### Work to be completed
Exactness is required. Restate every entry as written.

[Collected data entries]
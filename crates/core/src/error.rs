/// Failure reported by an upstream collaborator.
///
/// `NotFound` is kept apart from every other failure because callers route
/// it to a distinct outcome (a "not found" page, or an empty list).
#[derive(Debug, Clone, thiserror::Error)]
pub enum UpstreamError {
    #[error("{resource} not found: {id}")]
    NotFound { resource: &'static str, id: String },

    #[error("Upstream returned status {status}: {body}")]
    Status { status: u16, body: String },

    #[error("Upstream request failed: {0}")]
    Transport(String),

    #[error("Upstream response could not be decoded: {0}")]
    Decode(String),
}

impl UpstreamError {
    pub fn is_not_found(&self) -> bool {
        matches!(self, Self::NotFound { .. })
    }
}

#[derive(Debug, thiserror::Error)]
pub enum CoreError {
    #[error("Entity not found: {entity} with id {id}")]
    NotFound { entity: &'static str, id: String },

    #[error("Validation failed: {0}")]
    Validation(String),

    #[error("Bad request: {0}")]
    BadRequest(String),

    #[error(transparent)]
    Upstream(#[from] UpstreamError),

    #[error("Internal error: {0}")]
    Internal(String),
}
//! Shared request plumbing: client construction and status mapping.

use std::time::Duration;

use bookvisit_core::error::UpstreamError;

/// Connection settings for one upstream service.
#[derive(Debug, Clone)]
pub struct UpstreamConfig {
    /// Base URL without trailing slash, e.g. `http://localhost:8081`.
    pub base_url: String,
    /// Per-request timeout.
    pub timeout: Duration,
}

impl UpstreamConfig {
    pub fn new(base_url: impl Into<String>, timeout: Duration) -> Self {
        Self {
            base_url: base_url.into().trim_end_matches('/').to_string(),
            timeout,
        }
    }

    /// Build a [`reqwest::Client`] honouring the configured timeout.
    pub fn build_client(&self) -> Result<reqwest::Client, UpstreamError> {
        reqwest::Client::builder()
            .timeout(self.timeout)
            .build()
            .map_err(|e| UpstreamError::Transport(e.to_string()))
    }

    pub fn url(&self, path: &str) -> String {
        format!("{}{}", self.base_url, path)
    }
}

pub(crate) fn transport_error(err: reqwest::Error) -> UpstreamError {
    if err.is_decode() {
        UpstreamError::Decode(err.to_string())
    } else {
        UpstreamError::Transport(err.to_string())
    }
}

/// Ensure the response has a success status. A 404 becomes
/// [`UpstreamError::NotFound`] for `resource`/`id`; any other failure keeps
/// its status and body.
pub(crate) async fn ensure_success(
    response: reqwest::Response,
    resource: &'static str,
    id: &str,
) -> Result<reqwest::Response, UpstreamError> {
    let status = response.status();
    if status == reqwest::StatusCode::NOT_FOUND {
        return Err(UpstreamError::NotFound {
            resource,
            id: id.to_string(),
        });
    }
    if !status.is_success() {
        let body = response
            .text()
            .await
            .unwrap_or_else(|_| "<unreadable body>".to_string());
        tracing::warn!(status = status.as_u16(), resource, id, "Upstream request failed");
        return Err(UpstreamError::Status {
            status: status.as_u16(),
            body,
        });
    }
    Ok(response)
}

/// Parse a successful JSON response body into the expected type.
pub(crate) async fn parse_response<T: serde::de::DeserializeOwned>(
    response: reqwest::Response,
    resource: &'static str,
    id: &str,
) -> Result<T, UpstreamError> {
    let response = ensure_success(response, resource, id).await?;
    response.json::<T>().await.map_err(transport_error)
}

#[cfg(test)]
mod tests {
    use super::*;

    #[test]
    fn trailing_slash_trimmed() {
        let config = UpstreamConfig::new("http://localhost:8081/", Duration::from_secs(5));
        assert_eq!(config.url("/api/bookings"), "http://localhost:8081/api/bookings");
    }
}
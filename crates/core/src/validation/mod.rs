//! Per-stage business rules for wizard form submissions.
//!
//! Every validator is pure: it takes the submitted form plus whatever the
//! session already holds, and returns either the typed value to store or
//! the full list of field violations found in one pass.

pub mod rules;
pub mod selection;

pub use rules::{FieldViolation, ValidationOutcome};
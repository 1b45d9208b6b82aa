//! Handlers for prisoner search, the prisoner profile and starting a booking.

use axum::extract::{Path, Query, State};
use axum::response::{IntoResponse, Response};
use axum::Json;
use serde::{Deserialize, Serialize};

use bookvisit_core::booking_wizard::BookingStage;
use bookvisit_core::identifiers::OffenderNo;
use bookvisit_core::session::VisitSessionData;

use crate::error::AppResult;
use crate::handlers::{profile_location, stage_location};
use crate::middleware::auth::AuthUser;
use crate::middleware::booking_session::SessionId;
use crate::response::{see_other, DataResponse};
use crate::session_store::BookingSession;
use crate::state::AppState;

// ---------------------------------------------------------------------------
// Query parameters
// ---------------------------------------------------------------------------

#[derive(Debug, Deserialize)]
pub struct SearchParams {
    pub offender_no: Option<String>,
}

#[derive(Debug, Serialize)]
pub struct SearchPrompt {
    pub message: &'static str,
}

// ---------------------------------------------------------------------------
// GET /search/prisoner
// ---------------------------------------------------------------------------

/// Look up a prisoner by offender number.
///
/// With no number this returns the search prompt; with a well-formed one it
/// redirects to the prisoner's profile.
pub async fn search(
    _auth: AuthUser,
    Query(params): Query<SearchParams>,
) -> AppResult<Response> {
    let Some(raw) = params.offender_no.as_deref().map(str::trim).filter(|s| !s.is_empty()) else {
        return Ok(Json(DataResponse {
            data: SearchPrompt {
                message: "Enter a prisoner number",
            },
        })
        .into_response());
    };

    let offender_no = OffenderNo::parse(&raw.to_uppercase())?;
    Ok(see_other(&profile_location(&offender_no), None))
}

// ---------------------------------------------------------------------------
// GET /prisoner/{offender_no}
// ---------------------------------------------------------------------------

/// Prisoner details and approved visitors.
pub async fn get_profile(
    State(state): State<AppState>,
    auth: AuthUser,
    Path(offender_no): Path<String>,
) -> AppResult<impl IntoResponse> {
    let offender_no = OffenderNo::parse(&offender_no)?;

    let visitors = state
        .eligibility
        .get_visitors(&offender_no, Some(&auth.caseload), &auth.username)
        .await?;

    tracing::debug!(
        offender_no = %offender_no,
        visitors = visitors.visitor_list.len(),
        "Prisoner profile loaded"
    );

    Ok(Json(DataResponse { data: visitors }))
}

// ---------------------------------------------------------------------------
// POST /prisoner/{offender_no}/book-a-visit
// ---------------------------------------------------------------------------

/// Start a new booking for the prisoner, replacing any session the caller
/// was holding.
pub async fn start_booking(
    State(state): State<AppState>,
    auth: AuthUser,
    SessionId(previous): SessionId,
    Path(offender_no): Path<String>,
) -> AppResult<Response> {
    let offender_no = OffenderNo::parse(&offender_no)?;

    let visitors = state
        .eligibility
        .get_visitors(&offender_no, Some(&auth.caseload), &auth.username)
        .await?;

    if let Some(previous) = previous {
        state.sessions.remove(previous).await;
    }

    let data = VisitSessionData::for_prisoner(visitors.prisoner.into());
    let session_id = state
        .sessions
        .create(BookingSession::new(data, visitors.visitor_list))
        .await;

    tracing::info!(
        session_id = %session_id,
        offender_no = %offender_no,
        username = %auth.username,
        "Booking session started"
    );

    Ok(see_other(&stage_location(BookingStage::ChooseVisitors), Some(session_id)))
}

### Task response
filename crates/core/src/error.rs
/// Failure reported by an upstream collaborator.
///
/// `NotFound` is kept apart from every other failure because callers route
/// it to a distinct outcome (a "not found" page, or an empty list).
#[derive(Debug, Clone, thiserror::Error)]
pub enum UpstreamError {
    #[error("{resource} not found: {id}")]
    NotFound { resource: &'static str, id: String },

    #[error("Upstream returned status {status}: {body}")]
    Status { status: u16, body: String },

    #[error("Upstream request failed: {0}")]
    Transport(String),

    #[error("Upstream response could not be decoded: {0}")]
    Decode(String),
}

impl UpstreamError {
    pub fn is_not_found(&self) -> bool {
        matches!(self, Self::NotFound { .. })
    }
}

#[derive(Debug, thiserror::Error)]
pub enum CoreError {
    #[error("Entity not found: {entity} with id {id}")]
    NotFound { entity: &'static str, id: String },

    #[error("Validation failed: {0}")]
    Validation(String),

    #[error("Bad request: {0}")]
    BadRequest(String),

    #[error(transparent)]
    Upstream(#[from] UpstreamError),

    #[error("Internal error: {0}")]
    Internal(String),
}
//! Shared request plumbing: client construction and status mapping.

use std::time::Duration;

use bookvisit_core::error::UpstreamError;

/// Connection settings for one upstream service.
#[derive(Debug, Clone)]
pub struct UpstreamConfig {
    /// Base URL without trailing slash, e.g. `http://localhost:8081`.
    pub base_url: String,
    /// Per-request timeout.
    pub timeout: Duration,
}

impl UpstreamConfig {
    pub fn new(base_url: impl Into<String>, timeout: Duration) -> Self {
        Self {
            base_url: base_url.into().trim_end_matches('/').to_string(),
            timeout,
        }
    }

    /// Build a [`reqwest::Client`] honouring the configured timeout.
    pub fn build_client(&self) -> Result<reqwest::Client, UpstreamError> {
        reqwest::Client::builder()
            .timeout(self.timeout)
            .build()
            .map_err(|e| UpstreamError::Transport(e.to_string()))
    }

    pub fn url(&self, path: &str) -> String {
        format!("{}{}", self.base_url, path)
    }
}

pub(crate) fn transport_error(err: reqwest::Error) -> UpstreamError {
    if err.is_decode() {
        UpstreamError::Decode(err.to_string())
    } else {
        UpstreamError::Transport(err.to_string())
    }
}

/// Ensure the response has a success status. A 404 becomes
/// [`UpstreamError::NotFound`] for `resource`/`id`; any other failure keeps
/// its status and body.
pub(crate) async fn ensure_success(
    response: reqwest::Response,
    resource: &'static str,
    id: &str,
) -> Result<reqwest::Response, UpstreamError> {
    let status = response.status();
    if status == reqwest::StatusCode::NOT_FOUND {
        return Err(UpstreamError::NotFound {
            resource,
            id: id.to_string(),
        });
    }
    if !status.is_success() {
        let body = response
            .text()
            .await
            .unwrap_or_else(|_| "<unreadable body>".to_string());
        tracing::warn!(status = status.as_u16(), resource, id, "Upstream request failed");
        return Err(UpstreamError::Status {
            status: status.as_u16(),
            body,
        });
    }
    Ok(response)
}

/// Parse a successful JSON response body into the expected type.
pub(crate) async fn parse_response<T: serde::de::DeserializeOwned>(
    response: reqwest::Response,
    resource: &'static str,
    id: &str,
) -> Result<T, UpstreamError> {
    let response = ensure_success(response, resource, id).await?;
    response.json::<T>().await.map_err(transport_error)
}

#[cfg(test)]
mod tests {
    use super::*;

    #[test]
    fn trailing_slash_trimmed() {
        let config = UpstreamConfig::new("http://localhost:8081/", Duration::from_secs(5));
        assert_eq!(config.url("/api/bookings"), "http://localhost:8081/api/bookings");
    }
}
filename crates/core/src/validation/mod.rs
//! Per-stage business rules for wizard form submissions.
//!
//! Every validator is pure: it takes the submitted form plus whatever the
//! session already holds, and returns either the typed value to store or
//! the full list of field violations found in one pass.

pub mod rules;
pub mod selection;

pub use rules::{FieldViolation, ValidationOutcome};
repository 1b45d9208b6b82aa
//! Handlers for prisoner search, the prisoner profile and starting a booking.

use axum::extract::{Path, Query, State};
use axum::response::{IntoResponse, Response};
use axum::Json;
use serde::{Deserialize, Serialize};

use bookvisit_core::booking_wizard::BookingStage;
use bookvisit_core::identifiers::OffenderNo;
use bookvisit_core::session::VisitSessionData;

use crate::error::AppResult;
use crate::handlers::{profile_location, stage_location};
use crate::middleware::auth::AuthUser;
use crate::middleware::booking_session::SessionId;
use crate::response::{see_other, DataResponse};
use crate::session_store::BookingSession;
use crate::state::AppState;

// ---------------------------------------------------------------------------
// Query parameters
// ---------------------------------------------------------------------------

#[derive(Debug, Deserialize)]
pub struct SearchParams {
    pub offender_no: Option<String>,
}

#[derive(Debug, Serialize)]
pub struct SearchPrompt {
    pub message: &'static str,
}

// ---------------------------------------------------------------------------
// GET /search/prisoner
// ---------------------------------------------------------------------------

/// Look up a prisoner by offender number.
///
/// With no number this returns the search prompt; with a well-formed one it
/// redirects to the prisoner's profile.
pub async fn search(
    _auth: AuthUser,
    Query(params): Query<SearchParams>,
) -> AppResult<Response> {
    let Some(raw) = params.offender_no.as_deref().map(str::trim).filter(|s| !s.is_empty()) else {
        return Ok(Json(DataResponse {
            data: SearchPrompt {
                message: "Enter a prisoner number",
            },
        })
        .into_response());
    };

    let offender_no = OffenderNo::parse(&raw.to_uppercase())?;
    Ok(see_other(&profile_location(&offender_no), None))
}

// ---------------------------------------------------------------------------
// GET /prisoner/{offender_no}
// ---------------------------------------------------------------------------

/// Prisoner details and approved visitors.
pub async fn get_profile(
    State(state): State<AppState>,
    auth: AuthUser,
    Path(offender_no): Path<String>,
) -> AppResult<impl IntoResponse> {
    let offender_no = OffenderNo::parse(&offender_no)?;

    let visitors = state
        .eligibility
        .get_visitors(&offender_no, Some(&auth.caseload), &auth.username)
        .await?;

    tracing::debug!(
        offender_no = %offender_no,
        visitors = visitors.visitor_list.len(),
        "Prisoner profile loaded"
    );

    Ok(Json(DataResponse { data: visitors }))
}

// ---------------------------------------------------------------------------
// POST /prisoner/{offender_no}/book-a-visit
// ---------------------------------------------------------------------------

/// Start a new booking for the prisoner, replacing any session the caller
/// was holding.
pub async fn start_booking(
    State(state): State<AppState>,
    auth: AuthUser,
    SessionId(previous): SessionId,
    Path(offender_no): Path<String>,
) -> AppResult<Response> {
    let offender_no = OffenderNo::parse(&offender_no)?;

    let visitors = state
        .eligibility
        .get_visitors(&offender_no, Some(&auth.caseload), &auth.username)
        .await?;

    if let Some(previous) = previous {
        state.sessions.remove(previous).await;
    }

    let data = VisitSessionData::for_prisoner(visitors.prisoner.into());
    let session_id = state
        .sessions
        .create(BookingSession::new(data, visitors.visitor_list))
        .await;

    tracing::info!(
        session_id = %session_id,
        offender_no = %offender_no,
        username = %auth.username,
        "Booking session started"
    );

    Ok(see_other(&stage_location(BookingStage::ChooseVisitors), Some(session_id)))
}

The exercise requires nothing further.